The chairmen of Britain’s biggest banks began their defense of London as the world’s trading hub after the Brexit vote wiped $45 billion from the value of their companies and raised the chances that financial jobs will move to other cities.
“The capital markets of Europe are not in Paris or Frankfurt -- they are here,” Barclays Plc Chairman John McFarlane said at TheCityUK’s conference in London on Thursday, the first public event hosted by the financial-services lobby group since the June 23 referendum. Trading “should be done where it’s the most efficient and cost-effective. To replicate that quickly is going to be very, very difficult,” he said.
One week after the U.K. voted to leave the European Union, the world’s biggest financial center is scrambling to grasp the consequences and beginning to develop a coordinated response. Amid a political vacuum after Prime Minister David Cameron said he would step down, little clarity is on offer for global banks with London operations.

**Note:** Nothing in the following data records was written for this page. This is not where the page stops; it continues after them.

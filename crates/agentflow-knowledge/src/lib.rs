//! Knowledge base and scoped knowledge contexts for agentflow agents.
//!
//! An agent gets one [`KnowledgeContext`] from the shared [`KnowledgeBase`] when
//! it is created. The context applies the agent's configured filters to every
//! query and search, and tags what the agent adds with the context's ID.
//!
//! # Main types
//!
//! - [`Knowledge`]: A typed item with JSON content, metadata and an embedding.
//! - [`KnowledgeBase`]: Trait for CRUD, structured query and semantic search.
//! - [`InMemoryKnowledgeBase`]: Reference implementation over a [`VectorIndex`].
//! - [`KnowledgeContext`]: Filtered view handed to an agent.
//! - [`EmbeddingProvider`] / [`HashEmbedding`]: Text to vector.

/// Knowledge base trait and in-memory implementation.
pub mod base;
/// Scoped knowledge contexts.
pub mod context;
/// Embedding provider trait and hashed bag-of-words implementation.
pub mod embedding;
/// Knowledge items, queries and configuration.
pub mod types;
/// In-memory cosine similarity index.
pub mod vector;

pub use base::{InMemoryKnowledgeBase, KnowledgeBase};
pub use context::{FilteredContext, KnowledgeContext, CONTEXT_ID_KEY};
pub use embedding::{EmbeddingProvider, HashEmbedding};
pub use types::{
    Knowledge, KnowledgeConfig, KnowledgeQuery, SortField, DEFAULT_QUERY_LIMIT,
    SIMILARITY_SCORE_KEY,
};
pub use vector::{cosine_similarity, VectorIndex};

Banks and insurance executives discussed their response to Brexit at a meeting led by Deutsche Bank AG Chairman Paul Achleitner on Wednesday, convened by the European Financial Services Round Table, whose members include leaders of companies including Barclays, Allianz SE and Credit Suisse Group AG, according to a person with knowledge of the matter.
Keep Passporting
The executives, whose companies jointly employ more than 100,000 in London, expressed concern and uncertainty about the situation, said the person, who asked not to be identified because the matter is private. Participants asked how they were supposed to draft contingency plans when Britain’s political climate was so unstable, the person said.
The banks “have had lots of discussions between us, and it’s clear what we would like to see, which is as much of the passporting preserved as possible,” Royal Bank of Scotland Group Plc Chairman Howard Davies said in an interview with Tom Keene and Francine Lacqua on Bloomberg TV on Thursday, referring to the system that enables lenders to do business across the EU from the U.K. “The question is, can we get that fed into the British negotiating brief, and is it negotiable?”
Davies said the New York and Asian financial centers would likely benefit, rather than European hubs like Frankfurt, if the City of London financial district lost its passporting rights. He also said retaining passporting could depend on the U.K. allowing freedom of movement across the region, which may not fly with some of the Conservatives seeking the prime minister’s job.
Market Access
“The most critical thing to preserve is access to the market,” HSBC Holdings Plc Chairman Douglas Flint said at the conference. “We can look forward with some confidence to the opportunities, if we can get the priorities of market access and making sure we can get the talent into London.”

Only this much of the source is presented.